*** INFORMATION SUPPLIED ***
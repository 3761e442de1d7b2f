//! Entry store: swap-on-refresh snapshots of the configured collections.
//!
//! Evaluation happens synchronously on the navigation path while refresh runs
//! on a separate configuration path, so readers must never observe a
//! half-updated collection. Each collection is an immutable `Arc<Vec<_>>`
//! behind an [`ArcSwap`]: reads are a lock-free pointer load, refresh is a
//! single atomic pointer store of a fully built replacement.

use std::sync::Arc;

use arc_swap::ArcSwap;
use log::debug;

use crate::entries::{AllowlistEntry, DetectionEntry};

/// Holds the current allow-list and detection collections.
#[derive(Debug, Default)]
pub struct AttributionStore {
    allowlist: ArcSwap<Vec<AllowlistEntry>>,
    detections: ArcSwap<Vec<DetectionEntry>>,
}

impl AttributionStore {
    /// Empty store; matches nothing until populated.
    pub fn new() -> Self {
        Self::default()
    }

    /// Atomically install a new allow-list. In-flight readers keep the prior
    /// snapshot until their next load.
    pub fn replace_allowlist(&self, entries: Vec<AllowlistEntry>) {
        debug!("installing allowlist snapshot ({} entries)", entries.len());
        self.allowlist.store(Arc::new(entries));
    }

    /// Atomically install a new detection collection.
    pub fn replace_detections(&self, entries: Vec<DetectionEntry>) {
        debug!("installing detections snapshot ({} entries)", entries.len());
        self.detections.store(Arc::new(entries));
    }

    /// Current allow-list snapshot (non-blocking).
    pub fn allowlist(&self) -> Arc<Vec<AllowlistEntry>> {
        self.allowlist.load_full()
    }

    /// Current detection snapshot (non-blocking).
    pub fn detections(&self) -> Arc<Vec<DetectionEntry>> {
        self.detections.load_full()
    }
}
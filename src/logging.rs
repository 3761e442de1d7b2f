use simplelog::{ColorChoice, ConfigBuilder, LevelFilter, TermLogger, TerminalMode};

/// Initialize the terminal logger for the binary. Best-effort: a second
/// initialization (or a pre-installed logger) is silently ignored — logging
/// must never block an evaluation.
pub fn init(verbose: bool) {
    let level = if verbose {
        LevelFilter::Debug
    } else {
        LevelFilter::Warn
    };
    let config = ConfigBuilder::new()
        .set_target_level(LevelFilter::Error)
        .set_thread_level(LevelFilter::Off)
        .build();
    let _ = TermLogger::init(level, config, TerminalMode::Stderr, ColorChoice::Auto);
}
*** End of INFORMATION SUPPLIED ***
- **PROBLEM DESCRIPTION**:
On how many lines of the records above does the word "entries" appear? Answer with only that number.

- **RESPONSE FOR THIS EXERCISE**:
7